At the end of the flight, Mr O’Connell, with admirable tolerance, patted his whooping assailant on the head, nodded courteously to us and left the plane. We gave him room. We gave him plenty of room. And I began a fast journey to the realisation that if I wanted to become a vaccine expert, I could go to medical school and devote a decade and a half to it. 

If I wasn’t prepared to do that, I should be quietly compliant. None of my family has since thrown up on an innocent bystander.

Day 66 

You have to leave yourself plenty of time when you’re appearing on live radio or TV, so today I leave the house around 5.40am to get to Virgin Media for their Ireland AM programme. Increased traffic, no doubt about it, but onto the M50 no bother and I am congratulating myself on being close to the target when I stupidly take the exit just before the correct one and am suddenly plunged, by my own hand, into mad confusion in the dark. I don’t know where I am. 

I don’t know whether I’m going north or south. I drive speedily in what turns out to be the wrong direction and can find no way to get back on the M50. Time is passing, but I tell myself that I have enough buffer minutes within which to get lost and found. Ain’t no found. I see signs for Liffey Valley and worse and eventually find a place to turn around, in the process irritating several truckers who lean heavily on their horns.

Now the clock on the dashboard has stopped being my friend, and turning around has not solved my problem. I am going to be late. Unforgivable. Unprofessional. Late for the appointed prep time, but still, if the force is with me, OK for on-air time, and I have already read the papers. 

Then it becomes clear that I have arrived into the middle of the Blanchardstown Shopping Centre, which is a hopelessly long distance from Ballymount, where I am supposed to be. At a red traffic light, I get out of the car and run to the vehicle behind me, realising as I arrive that I have no mask on and neither does the driver who has rolled his window down. 

I put my two hands across my face and keep it simple. Get me to the M50 going south, I instruct. Please. He repeats the request and reveals himself to be Polish, before giving me crisp instructions and gesturing that I should get back into my car because the light has gone green. 

I follow his instructions, which require me to cross so many lanes that I figure I may die, which doesn’t seem the worst option right then, because if I die on the M50, Virgin Media won’t hate me so much because being dead is possibly the only good excuse for being late to a broadcast.

I am now 14 minutes off airtime, giving vent to the agnostic’s prayer: “O, please, please, PLEASE.” My mouth is so dry from panic that I have to put my hand out the window, rub it over the dirty rainwater on the windscreen and lick it as I go. I cannot pull in anywhere to use my phone although I can see its screen brightening with a message, which I figure asks me where the hell I am and what kind of a disgrace am I. 

A few minutes from transmission, I take the correct exit. One minute later, I pull into the parking slot for people with disabilities and run past the security man going: “I’m late, I’m late” like a latter-day version of the hare in that Disney movie. Roslyn, who is in charge of delivering me to studio, smiles calmly. “I’ll just let them know you’ve arrived,” she offers.

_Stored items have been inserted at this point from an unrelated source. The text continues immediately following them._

//! Spectral analysis: Hann window, forward FFT, non-mirrored magnitudes

use super::{CaptureConfiguration, CaptureError};
use rustfft::{num_complex::Complex, Fft, FftPlanner};
use std::ops::Deref;
use std::sync::Arc;

/// One published spectrum: `band_count` magnitudes in `[0, ceiling]`.
///
/// Cloning is cheap; the values are shared and never mutated after
/// construction, so readers always see a complete array.
#[derive(Debug, Clone, PartialEq)]
pub struct SpectrumSnapshot {
    bands: Arc<[f32]>,
}

impl SpectrumSnapshot {
    /// Zero-filled snapshot of the given length
    pub fn zeroed(band_count: usize) -> Self {
        Self {
            bands: vec![0.0; band_count].into(),
        }
    }

    pub fn from_vec(bands: Vec<f32>) -> Self {
        Self {
            bands: bands.into(),
        }
    }

    pub fn as_slice(&self) -> &[f32] {
        &self.bands
    }

    pub fn to_vec(&self) -> Vec<f32> {
        self.bands.to_vec()
    }

    /// Index and value of the strongest band
    pub fn peak(&self) -> Option<(usize, f32)> {
        self.bands
            .iter()
            .copied()
            .enumerate()
            .max_by(|a, b| a.1.partial_cmp(&b.1).unwrap_or(std::cmp::Ordering::Equal))
    }
}

impl Deref for SpectrumSnapshot {
    type Target = [f32];

    fn deref(&self) -> &[f32] {
        &self.bands
    }
}

impl Default for SpectrumSnapshot {
    fn default() -> Self {
        Self::zeroed(0)
    }
}

/// Every `factor`-th band, in order; a factor of 0 is treated as 1
pub fn downsampled(snapshot: &SpectrumSnapshot, factor: usize) -> SpectrumSnapshot {
    SpectrumSnapshot::from_vec(snapshot.iter().copied().step_by(factor.max(1)).collect())
}

/// FFT analyzer bound to a single window size.
///
/// The plan and scratch buffers are created once; a different window size
/// needs a new analyzer.
pub struct SpectralAnalyzer {
    fft: Arc<dyn Fft<f32>>,
    window_samples: usize,
    band_count: usize,
    magnitude_ceiling: f32,
    window: Vec<f32>,
    buffer: Vec<Complex<f32>>,
    scratch: Vec<Complex<f32>>,
}

impl SpectralAnalyzer {
    /// Plan the transform for `config.window_samples()`.
    pub fn new(
        config: &CaptureConfiguration,
        magnitude_ceiling: f32,
    ) -> Result<Self, CaptureError> {
        let window_samples = config.window_samples();
        let fft = FftPlanner::<f32>::new().plan_fft_forward(window_samples);
        if fft.len() != window_samples {
            return Err(CaptureError::TransformSetupFailed(format!(
                "planned length {} does not match window {}",
                fft.len(),
                window_samples
            )));
        }

        let scratch_len = fft.get_inplace_scratch_len();
        let mut window = Vec::new();
        let mut buffer = Vec::new();
        let mut scratch = Vec::new();
        window
            .try_reserve_exact(window_samples)
            .and_then(|_| buffer.try_reserve_exact(window_samples))
            .and_then(|_| scratch.try_reserve_exact(scratch_len))
            .map_err(|e| {
                CaptureError::TransformSetupFailed(format!(
                    "cannot allocate {}-point transform: {}",
                    window_samples, e
                ))
            })?;

        // Hann window
        window.extend((0..window_samples).map(|i| {
            0.5 * (1.0
                - (2.0 * std::f32::consts::PI * i as f32 / (window_samples - 1) as f32).cos())
        }));
        buffer.resize(window_samples, Complex::new(0.0, 0.0));
        scratch.resize(scratch_len, Complex::new(0.0, 0.0));

        log::debug!(
            "Planned {}-point FFT, {} bands, ceiling {}",
            window_samples,
            config.band_count(),
            magnitude_ceiling
        );

        Ok(Self {
            fft,
            window_samples,
            band_count: config.band_count(),
            magnitude_ceiling,
            window,
            buffer,
            scratch,
        })
    }

    pub fn window_samples(&self) -> usize {
        self.window_samples
    }

    pub fn band_count(&self) -> usize {
        self.band_count
    }

    pub fn magnitude_ceiling(&self) -> f32 {
        self.magnitude_ceiling
    }

    /// Turn one window of raw samples into a clamped magnitude spectrum.
    ///
    /// Only bins `0 .. window/2` are used: the upper half of a real
    /// signal's transform is the complex conjugate of the lower half.
    pub fn analyze(&mut self, samples: &[f32]) -> SpectrumSnapshot {
        if samples.len() < self.window_samples {
            return SpectrumSnapshot::zeroed(self.band_count);
        }

        for ((slot, &sample), &w) in self
            .buffer
            .iter_mut()
            .zip(samples.iter())
            .zip(self.window.iter())
        {
            *slot = Complex::new(sample * w, 0.0);
        }

        self.fft.process_with_scratch(&mut self.buffer, &mut self.scratch);

        let unique_bins = self.window_samples / 2;
        let ceiling = self.magnitude_ceiling;
        let mut bands: Vec<f32> = self.buffer[..unique_bins]
            .iter()
            .take(self.band_count)
            .map(|c| clamp_magnitude(c.norm(), ceiling))
            .collect();
        bands.resize(self.band_count, 0.0);

        SpectrumSnapshot::from_vec(bands)
    }
}

fn clamp_magnitude(value: f32, ceiling: f32) -> f32 {
    if value.is_nan() {
        0.0
    } else {
        value.clamp(0.0, ceiling)
    }
}

#[cfg(test)]
mod tests {
    use super::*;

    fn analyzer(window: usize, bands: usize, ceiling: f32) -> SpectralAnalyzer {
        let config = CaptureConfiguration::from_band_count_with_window(bands, window, window / 2)
            .unwrap();
        SpectralAnalyzer::new(&config, ceiling).unwrap()
    }

    fn sine(freq: f32, sample_rate: f32, amplitude: f32, n: usize) -> Vec<f32> {
        (0..n)
            .map(|i| amplitude * (2.0 * std::f32::consts::PI * freq * i as f32 / sample_rate).sin())
            .collect()
    }

    #[test]
    fn short_input_yields_zeroed_spectrum() {
        let mut analyzer = analyzer(1024, 256, 100.0);
        let spectrum = analyzer.analyze(&[0.5; 100]);
        assert_eq!(spectrum.len(), 256);
        assert!(spectrum.iter().all(|&v| v == 0.0));
    }

    #[test]
    fn silence_produces_no_energy() {
        let mut analyzer = analyzer(512, 256, 100.0);
        let spectrum = analyzer.analyze(&[0.0; 512]);
        assert_eq!(spectrum.len(), 256);
        assert!(spectrum.iter().all(|&v| v == 0.0));
    }

    #[test]
    fn sine_peaks_at_expected_bin() {
        let window = 1024;
        let sample_rate = 44_100.0;
        let mut analyzer = analyzer(window, window / 2, 100.0);

        for freq in [200.0_f32, 440.0, 1000.0, 5000.0] {
            let spectrum = analyzer.analyze(&sine(freq, sample_rate, 0.1, window));
            let expected = (freq * window as f32 / sample_rate).round() as isize;
            let (peak, _) = spectrum.peak().unwrap();
            assert!(
                (peak as isize - expected).abs() <= 1,
                "{freq} Hz: expected bin {expected}, got {peak}"
            );
        }
    }

    #[test]
    fn tone_near_nyquist_is_not_mirrored_into_low_bins() {
        let window = 256;
        let mut analyzer = analyzer(window, window / 2, 1000.0);
        // bin 120 of 128 unique bins
        let spectrum = analyzer.analyze(&sine(120.0, window as f32, 0.5, window));

        let (peak, peak_value) = spectrum.peak().unwrap();
        assert!((peak as isize - 120).abs() <= 1);
        let low_max = spectrum[..100].iter().copied().fold(0.0f32, f32::max);
        assert!(low_max < peak_value * 0.01, "low bins carry {low_max}");
    }

    #[test]
    fn impulse_is_clamped_to_ceiling() {
        let window = 1024;
        let mut analyzer = analyzer(window, 256, 100.0);
        let mut samples = vec![0.0; window];
        samples[window / 2] = 500.0;

        let spectrum = analyzer.analyze(&samples);
        assert_eq!(spectrum.len(), 256);
        assert!(spectrum.iter().all(|&v| (0.0..=100.0).contains(&v)));
        assert_eq!(spectrum.peak().unwrap().1, 100.0);
    }

    #[test]
    fn output_length_matches_band_count() {
        let mut analyzer = analyzer(64, 5, 100.0);
        let spectrum = analyzer.analyze(&sine(3.0, 64.0, 1.0, 80));
        assert_eq!(spectrum.len(), 5);
    }

    #[test]
    fn nan_input_maps_to_zero() {
        assert_eq!(clamp_magnitude(f32::NAN, 100.0), 0.0);
        assert_eq!(clamp_magnitude(f32::INFINITY, 100.0), 100.0);
        assert_eq!(clamp_magnitude(42.0, 100.0), 42.0);
    }

    #[test]
    fn downsampled_keeps_every_nth_band() {
        let snapshot = SpectrumSnapshot::from_vec((0..10).map(|i| i as f32).collect());
        assert_eq!(downsampled(&snapshot, 3).to_vec(), vec![0.0, 3.0, 6.0, 9.0]);
        assert_eq!(downsampled(&snapshot, 0).len(), 10);
        assert_eq!(downsampled(&snapshot, 1), snapshot);
    }
}
//! Sample buffers shared between the capture callback and the analysis worker

use parking_lot::Mutex;
use std::collections::VecDeque;

/// FIFO of mono samples fed by the real-time callback.
///
/// Every method holds the lock only for the copy itself; allocation and
/// analysis happen outside it.
pub struct SampleAccumulator {
    samples: Mutex<VecDeque<f32>>,
}

impl SampleAccumulator {
    /// Create an accumulator with room for `capacity` samples before growing
    pub fn with_capacity(capacity: usize) -> Self {
        Self {
            samples: Mutex::new(VecDeque::with_capacity(capacity)),
        }
    }

    /// Append samples in delivery order, returning the buffered length
    pub fn append(&self, data: &[f32]) -> usize {
        let mut samples = self.samples.lock();
        samples.extend(data);
        samples.len()
    }

    /// Copy out the oldest `window` samples and retire `stride` of them.
    ///
    /// Returns `None` until at least `window` samples are buffered.
    pub fn try_drain_window(&self, window: usize, stride: usize) -> Option<Vec<f32>> {
        let mut out = Vec::with_capacity(window);
        self.drain_window_into(&mut out, window, stride)
            .then_some(out)
    }

    /// Same as [`try_drain_window`](Self::try_drain_window) but reuses `out`.
    ///
    /// `out` is cleared and refilled; returns `false` (leaving `out` empty)
    /// when not enough samples are buffered.
    pub fn drain_window_into(&self, out: &mut Vec<f32>, window: usize, stride: usize) -> bool {
        out.clear();
        let mut samples = self.samples.lock();
        if window == 0 || samples.len() < window {
            return false;
        }

        let (front, back) = samples.as_slices();
        if front.len() >= window {
            out.extend_from_slice(&front[..window]);
        } else {
            out.extend_from_slice(front);
            out.extend_from_slice(&back[..window - front.len()]);
        }

        let retire = stride.min(samples.len());
        samples.drain(..retire);
        true
    }

    /// Drop the oldest complete windows so at most `keep` remain pending.
    ///
    /// Returns the number of samples discarded.
    pub fn skip_backlog(&self, window: usize, stride: usize, keep: usize) -> usize {
        if window == 0 || stride == 0 {
            return 0;
        }
        let mut samples = self.samples.lock();
        if samples.len() < window {
            return 0;
        }
        let pending = (samples.len() - window) / stride + 1;
        if pending <= keep.max(1) {
            return 0;
        }
        let discard = (pending - keep.max(1)) * stride;
        samples.drain(..discard);
        discard
    }

    pub fn clear(&self) {
        self.samples.lock().clear();
    }

    pub fn len(&self) -> usize {
        self.samples.lock().len()
    }

    pub fn is_empty(&self) -> bool {
        self.samples.lock().is_empty()
    }
}

/// Circular buffer of the most recently analysed raw samples
#[derive(Debug, Clone)]
pub struct RawWaveformHistory {
    samples: Vec<f32>,
    write_pos: usize,
    len: usize,
}

impl RawWaveformHistory {
    pub fn new(capacity: usize) -> Self {
        Self {
            samples: vec![0.0; capacity.max(1)],
            write_pos: 0,
            len: 0,
        }
    }

    pub fn capacity(&self) -> usize {
        self.samples.len()
    }

    pub fn len(&self) -> usize {
        self.len
    }

    pub fn is_empty(&self) -> bool {
        self.len == 0
    }

    /// Push samples, evicting the oldest once full
    pub fn push_samples(&mut self, data: &[f32]) {
        let capacity = self.capacity();
        // Only the tail can survive a push larger than the ring.
        let data = &data[data.len().saturating_sub(capacity)..];
        for &sample in data {
            self.samples[self.write_pos] = sample;
            self.write_pos = (self.write_pos + 1) % capacity;
        }
        self.len = (self.len + data.len()).min(capacity);
    }

    /// The retained samples, oldest first
    pub fn to_vec(&self) -> Vec<f32> {
        let capacity = self.capacity();
        let start = (self.write_pos + capacity - self.len) % capacity;
        (0..self.len)
            .map(|i| self.samples[(start + i) % capacity])
            .collect()
    }

    pub fn clear(&mut self) {
        self.write_pos = 0;
        self.len = 0;
    }
}

#[cfg(test)]
mod tests {
    use super::*;

    fn ramp(n: usize) -> Vec<f32> {
        (0..n).map(|i| i as f32).collect()
    }

    #[test]
    fn drain_waits_for_a_full_window() {
        let acc = SampleAccumulator::with_capacity(64);
        acc.append(&ramp(15));
        assert!(acc.try_drain_window(16, 4).is_none());
        assert_eq!(acc.len(), 15);
    }

    #[test]
    fn drain_copies_window_and_retires_stride() {
        let acc = SampleAccumulator::with_capacity(64);
        acc.append(&ramp(10));
        let len = acc.append(&ramp(10));
        assert_eq!(len, 20);

        let window = acc.try_drain_window(16, 4).unwrap();
        assert_eq!(window.len(), 16);
        assert_eq!(&window[..10], ramp(10).as_slice());
        assert_eq!(acc.len(), 16);

        // Overlap: the next window starts `stride` samples later.
        let next = acc.try_drain_window(16, 4).unwrap();
        assert_eq!(next[0], 4.0);
        assert_eq!(acc.len(), 12);
        assert!(acc.try_drain_window(16, 4).is_none());
    }

    #[test]
    fn stride_larger_than_buffer_retires_everything() {
        let acc = SampleAccumulator::with_capacity(16);
        acc.append(&ramp(12));
        let window = acc.try_drain_window(8, 32).unwrap();
        assert_eq!(window.len(), 8);
        assert!(acc.is_empty());
    }

    #[test]
    fn drain_handles_wrapped_storage() {
        let acc = SampleAccumulator::with_capacity(8);
        acc.append(&ramp(8));
        acc.try_drain_window(8, 6).unwrap();
        acc.append(&[100.0, 101.0, 102.0, 103.0, 104.0, 105.0]);

        let window = acc.try_drain_window(8, 8).unwrap();
        assert_eq!(window, vec![6.0, 7.0, 100.0, 101.0, 102.0, 103.0, 104.0, 105.0]);
    }

    #[test]
    fn skip_backlog_keeps_newest_windows() {
        let acc = SampleAccumulator::with_capacity(64);
        acc.append(&ramp(40));
        // window 16, stride 8: windows start at 0, 8, 16, 24 -> 4 pending
        assert_eq!(acc.skip_backlog(16, 8, 2), 16);
        let window = acc.try_drain_window(16, 8).unwrap();
        assert_eq!(window[0], 16.0);
        assert_eq!(acc.skip_backlog(16, 8, 2), 0);
    }

    #[test]
    fn clear_drops_everything() {
        let acc = SampleAccumulator::with_capacity(8);
        acc.append(&ramp(5));
        acc.clear();
        assert!(acc.is_empty());
    }

    #[test]
    fn history_returns_samples_oldest_first() {
        let mut history = RawWaveformHistory::new(8);
        history.push_samples(&[1.0, 2.0, 3.0]);
        assert_eq!(history.to_vec(), vec![1.0, 2.0, 3.0]);
    }

    #[test]
    fn history_evicts_oldest_when_full() {
        let mut history = RawWaveformHistory::new(5);
        history.push_samples(&[1.0, 2.0, 3.0]);
        history.push_samples(&[4.0, 5.0, 6.0]);
        assert_eq!(history.to_vec(), vec![2.0, 3.0, 4.0, 5.0, 6.0]);
    }

    #[test]
    fn history_keeps_tail_of_oversized_push() {
        let mut history = RawWaveformHistory::new(4);
        history.push_samples(&ramp(10));
        assert_eq!(history.to_vec(), vec![6.0, 7.0, 8.0, 9.0]);
        history.clear();
        assert!(history.is_empty());
    }
}
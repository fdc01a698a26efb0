//! Capture controller: owns the pipeline and drives the session lifecycle
//!
//! ```text
//! Idle --start--> Starting --ok--> Running --stop--> Stopping --> Idle
//!                    |                |
//!                    +--error--> Failed <--stream fault
//! Running --reconfigure--> Stopping --> Starting --> Running
//! ```
//!
//! Teardown always halts the hardware before the analysis worker, and the
//! worker owns the analyzer, so no callback can run against a released
//! transform.

use crate::audio::{
    AnalysisWorker, AudioHost, CaptureConfiguration, CaptureError, CaptureSettings, CaptureSink,
    FaultHook, HardwareCaptureSession, NegotiatedFormat, PermissionOracle, SampleAccumulator,
    SpectralAnalyzer, SpectrumSnapshot, StreamRequest,
};
use crate::state::{CaptureOutputs, CaptureSessionState, SharedCapture};
use parking_lot::Mutex;
use std::sync::{Arc, Weak};
use std::thread::{self, JoinHandle};
use tokio::sync::broadcast;

/// Everything that exists only while capturing
struct Pipeline {
    session: HardwareCaptureSession,
    worker: AnalysisWorker,
    accumulator: Arc<SampleAccumulator>,
}

impl Pipeline {
    fn shutdown(&mut self) {
        self.session.stop();
        self.worker.stop();
        self.accumulator.clear();
    }
}

impl Drop for Pipeline {
    fn drop(&mut self) {
        self.shutdown();
    }
}

/// Holds the live pipeline.
///
/// Shared with the fault hook so a failed stream is released right away
/// instead of at the next controller call.
#[derive(Default)]
struct PipelineSlot {
    pipeline: Mutex<Option<Pipeline>>,
    reaper: Mutex<Option<JoinHandle<()>>>,
}

impl PipelineSlot {
    fn install(&self, pipeline: Pipeline) {
        *self.pipeline.lock() = Some(pipeline);
    }

    fn format(&self) -> Option<NegotiatedFormat> {
        self.pipeline.lock().as_ref().map(|p| p.session.format())
    }

    /// Shut the pipeline down on this thread and wait for any background
    /// teardown still in progress
    fn shutdown(&self) {
        let pipeline = self.pipeline.lock().take();
        if let Some(mut pipeline) = pipeline {
            pipeline.shutdown();
        }

        let reaper = self.reaper.lock().take();
        if let Some(handle) = reaper {
            if handle.join().is_err() {
                log::error!("Capture teardown thread panicked");
            }
        }
    }

    /// Release the pipeline without blocking the caller.
    ///
    /// Fault hooks run on host threads that the hardware teardown joins, so
    /// the work is handed to a `capture-teardown` thread.
    fn shutdown_in_background(self: Arc<Self>) {
        let slot = self.clone();
        let spawned = thread::Builder::new()
            .name("capture-teardown".to_string())
            .spawn(move || {
                let pipeline = slot.pipeline.lock().take();
                if let Some(mut pipeline) = pipeline {
                    pipeline.shutdown();
                }
                log::info!("Released failed capture session");
            });

        match spawned {
            Ok(handle) => *self.reaper.lock() = Some(handle),
            Err(e) => log::error!("Cannot spawn capture teardown thread: {}", e),
        }
    }
}

/// Microphone-to-spectrum controller
pub struct CaptureController {
    host: Arc<dyn AudioHost>,
    permission: Arc<dyn PermissionOracle>,
    settings: CaptureSettings,
    configuration: CaptureConfiguration,
    shared: Arc<SharedCapture>,
    slot: Arc<PipelineSlot>,
}

impl CaptureController {
    /// Create an idle controller with the default configuration
    pub fn new(
        host: Arc<dyn AudioHost>,
        permission: Arc<dyn PermissionOracle>,
        settings: CaptureSettings,
    ) -> Self {
        let configuration = CaptureConfiguration::default();
        let shared = Arc::new(SharedCapture::new(
            configuration.band_count(),
            settings.history_capacity,
        ));
        Self {
            host,
            permission,
            settings,
            configuration,
            shared,
            slot: Arc::new(PipelineSlot::default()),
        }
    }

    /// Start capturing with `config`.
    ///
    /// While already running this behaves like [`reconfigure`](Self::reconfigure).
    /// Returns once the hardware has started and the settle delay elapsed;
    /// on error the controller is left in `Failed` with nothing running.
    pub async fn start(&mut self, config: CaptureConfiguration) -> Result<(), CaptureError> {
        if matches!(
            self.state(),
            CaptureSessionState::Running | CaptureSessionState::Starting
        ) {
            self.shared.set_state(CaptureSessionState::Stopping);
            self.teardown();
        }
        self.launch(config).await
    }

    /// Halt capture and return to `Idle`. A no-op when idle.
    pub fn stop(&mut self) {
        match self.state() {
            CaptureSessionState::Idle => {}
            CaptureSessionState::Failed(_) => {
                self.teardown();
                self.shared.reset_outputs(self.configuration.band_count());
                self.shared.set_state(CaptureSessionState::Idle);
            }
            _ => {
                self.shared.set_state(CaptureSessionState::Stopping);
                self.teardown();
                self.shared.reset_outputs(self.configuration.band_count());
                self.shared.set_state(CaptureSessionState::Idle);
            }
        }
    }

    /// Swap the analysis configuration.
    ///
    /// A running session is torn down and restarted with `config`. Otherwise
    /// whatever a failed session left behind is released, the configuration
    /// is stored for the next `start` and the snapshot is resized to its band
    /// count. A `Failed` state stays `Failed`.
    pub async fn reconfigure(&mut self, config: CaptureConfiguration) -> Result<(), CaptureError> {
        if self.state().is_running() {
            log::info!(
                "Reconfiguring capture: {} -> {} bands",
                self.configuration.band_count(),
                config.band_count()
            );
            self.shared.set_state(CaptureSessionState::Stopping);
            self.teardown();
            return self.launch(config).await;
        }

        self.teardown();
        self.configuration = config;
        self.shared.reset_outputs(config.band_count());
        Ok(())
    }

    pub fn state(&self) -> CaptureSessionState {
        self.shared.state()
    }

    pub fn is_running(&self) -> bool {
        self.state().is_running()
    }

    pub fn subscribe(&self) -> broadcast::Receiver<CaptureSessionState> {
        self.outputs().subscribe()
    }

    /// Read handle that stays valid across restarts
    pub fn outputs(&self) -> CaptureOutputs {
        CaptureOutputs {
            shared: self.shared.clone(),
        }
    }

    pub fn current_snapshot(&self) -> SpectrumSnapshot {
        self.outputs().current_snapshot()
    }

    pub fn raw_history(&self) -> Vec<f32> {
        self.outputs().raw_history()
    }

    pub fn last_error(&self) -> Option<CaptureError> {
        self.outputs().last_error()
    }

    pub fn configuration(&self) -> CaptureConfiguration {
        self.configuration
    }

    pub fn settings(&self) -> &CaptureSettings {
        &self.settings
    }

    /// Format negotiated with the device, while a session is open
    pub fn format(&self) -> Option<NegotiatedFormat> {
        self.slot.format()
    }

    async fn launch(&mut self, config: CaptureConfiguration) -> Result<(), CaptureError> {
        self.teardown();
        self.configuration = config;
        self.shared.reset_outputs(config.band_count());
        self.shared.set_state(CaptureSessionState::Starting);

        let result = match self.build_pipeline(config).await {
            Ok(pipeline) => {
                self.slot.install(pipeline);
                self.shared.enter_running()
            }
            Err(e) => Err(e),
        };

        match result {
            Ok(()) => {
                log::info!(
                    "Capture running: {} bands, window {}, stride {}",
                    config.band_count(),
                    config.window_samples(),
                    config.stride_samples()
                );
                Ok(())
            }
            Err(e) => {
                log::error!("Failed to start capture: {}", e);
                self.teardown();
                self.shared.fail(&e);
                Err(e)
            }
        }
    }

    /// Bring up analyzer, worker and hardware in that order.
    ///
    /// Any early return drops what was built so far, the session before the
    /// worker.
    async fn build_pipeline(
        &mut self,
        config: CaptureConfiguration,
    ) -> Result<Pipeline, CaptureError> {
        let analyzer = SpectralAnalyzer::new(&config, self.settings.magnitude_ceiling)?;
        let accumulator = Arc::new(SampleAccumulator::with_capacity(
            config.window_samples() * self.settings.accumulator_headroom,
        ));

        let publisher = self.shared.clone();
        let worker = AnalysisWorker::spawn(
            accumulator.clone(),
            analyzer,
            config.stride_samples(),
            move |snapshot, retired| publisher.publish(snapshot, retired),
        )?;

        let sink = CaptureSink::new(
            accumulator.clone(),
            worker.waker(),
            config.window_samples(),
            self.settings.callback_scratch_frames,
        );

        let generation = self.shared.begin_session();
        let fault_state = self.shared.clone();
        // Weak: the hook lives inside the pipeline the slot owns
        let slot: Weak<PipelineSlot> = Arc::downgrade(&self.slot);
        let on_fault: FaultHook = Arc::new(move |error| {
            if fault_state.report_fault(generation, error) {
                if let Some(slot) = slot.upgrade() {
                    slot.shutdown_in_background();
                }
            }
        });

        let mut session = HardwareCaptureSession::open(
            self.host.as_ref(),
            self.permission.as_ref(),
            &self.stream_request(),
            sink,
            on_fault,
        )
        .await?;
        session.start()?;

        tokio::time::sleep(self.settings.settle_delay()).await;

        Ok(Pipeline {
            session,
            worker,
            accumulator,
        })
    }

    fn stream_request(&self) -> StreamRequest {
        StreamRequest {
            preferred_channels: self.settings.preferred_channels,
            sample_rate: self.settings.sample_rate,
            device_name: self.settings.device_name.clone(),
            scratch_frames: self.settings.callback_scratch_frames,
        }
    }

    fn teardown(&mut self) {
        self.slot.shutdown();
    }
}

impl Drop for CaptureController {
    fn drop(&mut self) {
        self.teardown();
    }
}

 I run into the bathroom and drink water from my cupped hands, in the process realising my hair remains shower-wet and is uncombed. I do not care. In fact, I am slightly surprised that I still have hair. A few seconds later I am on the air. Letting on to be cool as the proverbial cucumber.

Day 67 – Firmly back to Level 3

I venture out to buy Christmas lights for the tree a friend bought for me. When I’ve finished hanging them and stand back to admire, I am reminded of Wallis Simpson’s rule — “You can never be too rich or too thin.” At Christmas, you can never have too many Christmas lights. 

Even when you think you’re in gross oversupply, you’ll always find a gap.